_PROBLEM TO SOLVE_
Pick out all lines of the entries that include the word "DisableMouseCapture" and copy them.

_DATA RECORDS_
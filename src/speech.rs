//! Speech synthesis through the OpenAI audio API.
//!
//! Requests are blocking and bounded by a timeout, so they always run on a
//! worker thread ([`spawn_synthesis`]) and report back over a channel the
//! UI polls each tick. Every request carries a sequence number; the UI
//! drops results whose number no longer matches the request it is waiting
//! for, which is how cancelled or superseded audio dies quietly.

use std::fmt;
use std::sync::mpsc::Sender;
use std::thread;
use std::time::Duration;

use serde_json::json;
use thiserror::Error;
use tracing::{debug, warn};

pub const SPEECH_URL: &str = "https://api.openai.com/v1/audio/speech";

/// Voices the speech endpoint accepts.
pub const VOICES: &[&str] = &["alloy", "echo", "fable", "onyx", "nova", "shimmer"];

/// Speed range the endpoint accepts; values outside are clamped.
const SPEED_RANGE: (f64, f64) = (0.25, 4.0);

#[derive(Debug, Error)]
pub enum SpeechError {
    #[error("no API key configured (set OPENAI_API_KEY or speech.api_key)")]
    MissingCredential,
    #[error("speech request timed out")]
    Timeout,
    #[error("speech request failed: {0}")]
    Transport(reqwest::Error),
    #[error("speech API returned {status}: {message}")]
    Api { status: u16, message: String },
}

/// Synthesizer tuning, filled from [`crate::config::SpeechConfig`].
#[derive(Debug, Clone)]
pub struct SpeechOptions {
    pub model: String,
    pub speed: f64,
    pub timeout: Duration,
}

impl Default for SpeechOptions {
    fn default() -> Self {
        Self {
            model: "tts-1".to_string(),
            speed: 1.0,
            timeout: Duration::from_secs(30),
        }
    }
}

#[derive(Clone)]
pub struct Synthesizer {
    client: reqwest::blocking::Client,
    api_key: String,
    model: String,
    speed: f64,
}

// Manual impl so the API key never lands in debug output.
impl fmt::Debug for Synthesizer {
    fn fmt(&self, f: &mut fmt::Formatter<'_>) -> fmt::Result {
        f.debug_struct("Synthesizer")
            .field("model", &self.model)
            .field("speed", &self.speed)
            .finish_non_exhaustive()
    }
}

impl Synthesizer {
    /// Build a synthesizer, refusing a blank key up front so callers can
    /// surface "speech unavailable" before any request goes out.
    pub fn new(api_key: &str, options: &SpeechOptions) -> Result<Self, SpeechError> {
        let api_key = api_key.trim();
        if api_key.is_empty() {
            return Err(SpeechError::MissingCredential);
        }
        let client = reqwest::blocking::Client::builder()
            .timeout(options.timeout)
            .build()
            .map_err(SpeechError::Transport)?;
        Ok(Self {
            client,
            api_key: api_key.to_string(),
            model: options.model.clone(),
            speed: options.speed.clamp(SPEED_RANGE.0, SPEED_RANGE.1),
        })
    }

    /// The `speed` field is omitted at 1.0, matching what the API treats
    /// as its default.
    fn request_body(&self, text: &str, voice: &str) -> serde_json::Value {
        let mut body = json!({
            "model": self.model,
            "input": text,
            "voice": voice,
        });
        if (self.speed - 1.0).abs() > f64::EPSILON {
            body["speed"] = json!(self.speed);
        }
        body
    }

    /// Synthesize `text` with `voice` and return the mp3 bytes. Blocks for
    /// up to the configured timeout.
    pub fn synthesize(&self, text: &str, voice: &str) -> Result<Vec<u8>, SpeechError> {
        debug!(voice, chars = text.chars().count(), "requesting speech synthesis");
        let response = self
            .client
            .post(SPEECH_URL)
            .bearer_auth(&self.api_key)
            .json(&self.request_body(text, voice))
            .send()
            .map_err(map_transport)?;

        let status = response.status();
        if !status.is_success() {
            let message = response.text().unwrap_or_default();
            return Err(SpeechError::Api {
                status: status.as_u16(),
                message: excerpt(&message),
            });
        }

        let bytes = response.bytes().map_err(map_transport)?;
        debug!(bytes = bytes.len(), "speech synthesis complete");
        Ok(bytes.to_vec())
    }
}

fn map_transport(err: reqwest::Error) -> SpeechError {
    if err.is_timeout() {
        SpeechError::Timeout
    } else {
        SpeechError::Transport(err)
    }
}

/// Compress an API error body to a single short line for the status bar.
fn excerpt(body: &str) -> String {
    let flat: String = body.split_whitespace().collect::<Vec<_>>().join(" ");
    if flat.chars().count() <= 160 {
        flat
    } else {
        let cut: String = flat.chars().take(160).collect();
        format!("{cut}…")
    }
}

/// One finished synthesis, tagged with the sequence number of the request
/// that produced it.
#[derive(Debug)]
pub struct SpeechOutcome {
    pub seq: u64,
    pub result: Result<Vec<u8>, SpeechError>,
}

/// Run one synthesis on a worker thread and deliver the outcome on `tx`.
/// A closed receiver just means the app is shutting down.
pub fn spawn_synthesis(
    synthesizer: Synthesizer,
    text: String,
    voice: String,
    seq: u64,
    tx: Sender<SpeechOutcome>,
) {
    thread::spawn(move || {
        let result = synthesizer.synthesize(&text, &voice);
        if let Err(err) = &result {
            warn!(seq, %err, "speech synthesis failed");
        }
        let _ = tx.send(SpeechOutcome { seq, result });
    });
}
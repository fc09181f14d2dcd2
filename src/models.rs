//! Data models for cards, decks, and category filters.

use std::fmt;

/// A single flashcard, one row of the source file.
#[derive(Debug, Clone, PartialEq, Eq)]
pub struct Card {
    pub id: Option<String>,
    pub category: Option<String>,
    pub question: String,
    pub answer: String,
}

impl Card {
    pub fn new(question: impl Into<String>, answer: impl Into<String>) -> Self {
        Self {
            id: None,
            category: None,
            question: question.into(),
            answer: answer.into(),
        }
    }

    pub fn with_category(mut self, category: impl Into<String>) -> Self {
        self.category = Some(category.into());
        self
    }
}

/// The full set of cards in load order. Immutable once loaded; navigation
/// state lives in [`crate::session::StudySession`].
#[derive(Debug, Clone)]
pub struct Deck {
    cards: Vec<Card>,
}

impl Deck {
    pub fn new(cards: Vec<Card>) -> Self {
        Self { cards }
    }

    pub fn len(&self) -> usize {
        self.cards.len()
    }

    pub fn is_empty(&self) -> bool {
        self.cards.is_empty()
    }

    pub fn card(&self, index: usize) -> Option<&Card> {
        self.cards.get(index)
    }

    pub fn cards(&self) -> &[Card] {
        &self.cards
    }

    /// Distinct category labels in first-appearance order. Cards without a
    /// category contribute nothing.
    pub fn categories(&self) -> Vec<String> {
        let mut seen: Vec<String> = Vec::new();
        for card in &self.cards {
            if let Some(category) = &card.category {
                if !seen.iter().any(|c| c == category) {
                    seen.push(category.clone());
                }
            }
        }
        seen
    }
}

/// Active category selection used to derive the working set.
#[derive(Debug, Clone, PartialEq, Eq)]
pub enum CategoryFilter {
    All,
    Category(String),
}

impl CategoryFilter {
    pub fn matches(&self, card: &Card) -> bool {
        match self {
            CategoryFilter::All => true,
            CategoryFilter::Category(name) => card.category.as_deref() == Some(name.as_str()),
        }
    }

    pub fn label(&self) -> &str {
        match self {
            CategoryFilter::All => "All",
            CategoryFilter::Category(name) => name,
        }
    }
}

impl fmt::Display for CategoryFilter {
    fn fmt(&self, f: &mut fmt::Formatter<'_>) -> fmt::Result {
        f.write_str(self.label())
    }
}
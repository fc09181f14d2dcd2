//! Configuration persistence for the recite app.

use anyhow::{Context, Result};
use serde::{Deserialize, Serialize};
use std::fs;
use std::path::PathBuf;
use std::time::Duration;

use crate::session::LoopTiming;
use crate::speech::SpeechOptions;

/// Application configuration that persists between sessions.
#[derive(Debug, Clone, Serialize, Deserialize)]
pub struct Config {
    /// The currently selected theme name.
    #[serde(default = "default_theme")]
    pub theme: String,
    #[serde(default)]
    pub speech: SpeechConfig,
    #[serde(default)]
    pub study: StudyConfig,
}

/// Speech synthesis settings.
#[derive(Debug, Clone, Serialize, Deserialize)]
pub struct SpeechConfig {
    /// Voice used for the question side.
    #[serde(default = "default_voice_question")]
    pub voice_question: String,
    /// Voice used for the answer side.
    #[serde(default = "default_voice_answer")]
    pub voice_answer: String,
    /// Playback speed asked of the API, 0.25 to 4.0.
    #[serde(default = "default_speed")]
    pub speed: f64,
    #[serde(default = "default_model")]
    pub model: String,
    /// Per-request timeout in seconds.
    #[serde(default = "default_timeout_secs")]
    pub timeout_secs: u64,
    /// API key fallback; the OPENAI_API_KEY environment variable wins.
    #[serde(default, skip_serializing_if = "Option::is_none")]
    pub api_key: Option<String>,
}

/// Auto-loop pacing.
#[derive(Debug, Clone, Serialize, Deserialize)]
pub struct StudyConfig {
    /// Seconds to think after hearing the question.
    #[serde(default = "default_thinking_secs")]
    pub thinking_secs: f64,
    /// Seconds to dwell on the answer before the next card.
    #[serde(default = "default_review_secs")]
    pub review_secs: f64,
}

fn default_theme() -> String {
    "default".to_string()
}

fn default_voice_question() -> String {
    "alloy".to_string()
}

fn default_voice_answer() -> String {
    "nova".to_string()
}

fn default_speed() -> f64 {
    1.0
}

fn default_model() -> String {
    "tts-1".to_string()
}

fn default_timeout_secs() -> u64 {
    30
}

fn default_thinking_secs() -> f64 {
    8.0
}

fn default_review_secs() -> f64 {
    5.0
}

impl Default for Config {
    fn default() -> Self {
        Self {
            theme: default_theme(),
            speech: SpeechConfig::default(),
            study: StudyConfig::default(),
        }
    }
}

impl Default for SpeechConfig {
    fn default() -> Self {
        Self {
            voice_question: default_voice_question(),
            voice_answer: default_voice_answer(),
            speed: default_speed(),
            model: default_model(),
            timeout_secs: default_timeout_secs(),
            api_key: None,
        }
    }
}

impl Default for StudyConfig {
    fn default() -> Self {
        Self {
            thinking_secs: default_thinking_secs(),
            review_secs: default_review_secs(),
        }
    }
}

impl SpeechConfig {
    /// Resolve the API key: environment first, then the config file. Blank
    /// values count as absent.
    pub fn resolve_api_key(&self) -> Option<String> {
        pick_key(std::env::var("OPENAI_API_KEY").ok(), self.api_key.clone())
    }

    pub fn options(&self) -> SpeechOptions {
        SpeechOptions {
            model: self.model.clone(),
            speed: self.speed,
            timeout: Duration::from_secs(self.timeout_secs.max(1)),
        }
    }
}

impl StudyConfig {
    pub fn timing(&self) -> LoopTiming {
        LoopTiming {
            thinking: secs(self.thinking_secs, default_thinking_secs()),
            review: secs(self.review_secs, default_review_secs()),
        }
    }
}

fn pick_key(env: Option<String>, file: Option<String>) -> Option<String> {
    env.filter(|key| !key.trim().is_empty())
        .or_else(|| file.filter(|key| !key.trim().is_empty()))
}

/// Seconds to a duration, falling back on non-finite or overflowing
/// values and flooring negatives at zero.
fn secs(value: f64, fallback: f64) -> Duration {
    let value = if value.is_finite() { value } else { fallback };
    Duration::try_from_secs_f64(value.max(0.0))
        .unwrap_or_else(|_| Duration::from_secs_f64(fallback))
}

impl Config {
    /// Get the default config file path.
    pub fn default_path() -> PathBuf {
        dirs::config_dir()
            .unwrap_or_else(|| PathBuf::from("."))
            .join("recite")
            .join("config.toml")
    }

    /// Load config from disk, returning default if file doesn't exist.
    pub fn load() -> Result<Self> {
        let path = Self::default_path();

        if !path.exists() {
            return Ok(Self::default());
        }

        let content = fs::read_to_string(&path)
            .with_context(|| format!("Failed to read config file: {:?}", path))?;

        let config: Config = toml::from_str(&content)
            .with_context(|| "Failed to parse config file")?;

        Ok(config)
    }

    /// Save config to disk.
    pub fn save(&self) -> Result<()> {
        let path = Self::default_path();

        // Ensure parent directory exists
        if let Some(parent) = path.parent() {
            fs::create_dir_all(parent)
                .with_context(|| format!("Failed to create config directory: {:?}", parent))?;
        }

        let content = toml::to_string_pretty(self)
            .with_context(|| "Failed to serialize config")?;

        fs::write(&path, content)
            .with_context(|| format!("Failed to write config file: {:?}", path))?;

        Ok(())
    }
}

#[cfg(test)]
mod tests {
    use super::*;

    #[test]
    fn partial_file_fills_in_defaults() {
        let config: Config = toml::from_str(
            r#"
            theme = "kanagawa-wave"

            [speech]
            voice_answer = "onyx"
            "#,
        )
        .unwrap();

        assert_eq!(config.theme, "kanagawa-wave");
        assert_eq!(config.speech.voice_question, "alloy");
        assert_eq!(config.speech.voice_answer, "onyx");
        assert_eq!(config.speech.model, "tts-1");
        assert_eq!(config.study.thinking_secs, 8.0);
    }

    #[test]
    fn empty_file_is_all_defaults() {
        let config: Config = toml::from_str("").unwrap();
        assert_eq!(config.theme, "default");
        assert_eq!(config.speech.speed, 1.0);
        assert_eq!(config.study.review_secs, 5.0);
        assert_eq!(config.speech.api_key, None);
    }

    #[test]
    fn environment_key_wins_over_file_key() {
        assert_eq!(
            pick_key(Some("env-key".into()), Some("file-key".into())),
            Some("env-key".into())
        );
        assert_eq!(pick_key(None, Some("file-key".into())), Some("file-key".into()));
        assert_eq!(pick_key(Some("  ".into()), Some("file-key".into())), Some("file-key".into()));
        assert_eq!(pick_key(Some("".into()), None), None);
    }

    #[test]
    fn timing_guards_against_nonsense_values() {
        let study = StudyConfig {
            thinking_secs: -3.0,
            review_secs: f64::NAN,
        };
        let timing = study.timing();
        assert_eq!(timing.thinking, Duration::ZERO);
        assert_eq!(timing.review, Duration::from_secs(5));

        // Finite but far past what a Duration can hold.
        let study = StudyConfig {
            thinking_secs: 1e20,
            review_secs: f64::INFINITY,
        };
        let timing = study.timing();
        assert_eq!(timing.thinking, Duration::from_secs(8));
        assert_eq!(timing.review, Duration::from_secs(5));
    }

    #[test]
    fn huge_configured_durations_fall_back() {
        let config: Config = toml::from_str(
            r#"
            [study]
            thinking_secs = 1e20
            "#,
        )
        .unwrap();

        let timing = config.study.timing();
        assert_eq!(timing.thinking, Duration::from_secs(8));
        assert_eq!(timing.review, Duration::from_secs(5));
    }

    #[test]
    fn config_round_trips_through_toml() {
        let mut config = Config::default();
        config.speech.speed = 0.9;
        config.study.thinking_secs = 12.5;

        let text = toml::to_string_pretty(&config).unwrap();
        assert!(!text.contains("api_key"));
        let back: Config = toml::from_str(&text).unwrap();
        assert_eq!(back.speech.speed, 0.9);
        assert_eq!(back.study.thinking_secs, 12.5);
    }
}
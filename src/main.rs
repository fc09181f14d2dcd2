//! recite - listen-and-answer flashcard drill TUI
//!
//! Loads a CSV of question/answer cards, shows them one at a time, and can
//! read both sides aloud through the OpenAI speech API, including a timed
//! hands-free loop for studying away from the keyboard.

mod config;
mod dataset;
mod models;
mod player;
mod session;
mod speech;
mod ui;

use std::fs::OpenOptions;
use std::io;
use std::path::PathBuf;

use anyhow::{Context, Result};
use clap::Parser;
use crossterm::{
    event::{DisableMouseCapture, EnableMouseCapture},
    execute,
    terminal::{disable_raw_mode, enable_raw_mode, EnterAlternateScreen, LeaveAlternateScreen},
};
use ratatui::prelude::*;

use models::{CategoryFilter, Deck};
use ui::App;

// ══════════════════════════════════════════════════════════════════════════
// CLI Arguments
// ══════════════════════════════════════════════════════════════════════════

#[derive(Parser, Debug)]
#[command(name = "recite")]
#[command(author, version, about = "Listen-and-answer flashcard drill TUI", long_about = None)]
struct Args {
    /// CSV file with question/answer cards
    #[arg(default_value = "flashcards.csv")]
    cards: PathBuf,

    /// Start with this category filter active
    #[arg(short, long)]
    category: Option<String>,
}

// ══════════════════════════════════════════════════════════════════════════
// Main Entry Point
// ══════════════════════════════════════════════════════════════════════════

fn main() -> Result<()> {
    let args = Args::parse();
    init_logging()?;

    let deck = dataset::load_deck(&args.cards)?;
    tracing::info!(cards = deck.len(), path = %args.cards.display(), "deck loaded");

    let filter = match args.category {
        Some(name) => CategoryFilter::Category(name),
        None => CategoryFilter::All,
    };
    let deck_title = args
        .cards
        .file_stem()
        .and_then(|stem| stem.to_str())
        .unwrap_or("recite")
        .to_string();

    run_tui(deck, filter, deck_title)
}

/// Log to a file; the terminal itself belongs to the TUI.
fn init_logging() -> Result<()> {
    let log_dir = dirs::data_local_dir()
        .unwrap_or_else(|| PathBuf::from("."))
        .join("recite");
    std::fs::create_dir_all(&log_dir)
        .with_context(|| format!("Failed to create log directory {}", log_dir.display()))?;

    let log_path = log_dir.join("recite.log");
    let log_file = OpenOptions::new()
        .create(true)
        .append(true)
        .open(&log_path)
        .with_context(|| format!("Failed to open log file {}", log_path.display()))?;

    let log_filter = std::env::var("RUST_LOG").unwrap_or_else(|_| "recite=info".to_string());
    tracing_subscriber::fmt()
        .with_writer(log_file)
        .with_env_filter(log_filter.as_str())
        .with_ansi(false)
        .init();
    eprintln!("logging to {}", log_path.display());
    Ok(())
}

fn run_tui(deck: Deck, filter: CategoryFilter, deck_title: String) -> Result<()> {
    // Load config
    let config = config::Config::load().unwrap_or_default();

    // Create app
    let mut app = App::new(deck, filter, config, deck_title)?;

    // Setup terminal
    enable_raw_mode()?;
    let mut stdout = io::stdout();
    execute!(stdout, EnterAlternateScreen, EnableMouseCapture)?;
    let backend = CrosstermBackend::new(stdout);
    let mut terminal = Terminal::new(backend)?;

    // Run main loop
    let result = run_app(&mut terminal, &mut app);

    // Restore terminal
    disable_raw_mode()?;
    execute!(
        terminal.backend_mut(),
        LeaveAlternateScreen,
        DisableMouseCapture
    )?;
    terminal.show_cursor()?;

    // Handle any errors
    if let Err(err) = result {
        eprintln!("Error: {}", err);
        return Err(err);
    }

    Ok(())
}

fn run_app<B: Backend>(terminal: &mut Terminal<B>, app: &mut App) -> Result<()> {
    while app.running {
        terminal.draw(|frame| app.render(frame))?;
        app.handle_events()?;
        app.tick();
    }
    Ok(())
}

_WRITTEN SOLUTION_
    event::{DisableMouseCapture, EnableMouseCapture},
        DisableMouseCapture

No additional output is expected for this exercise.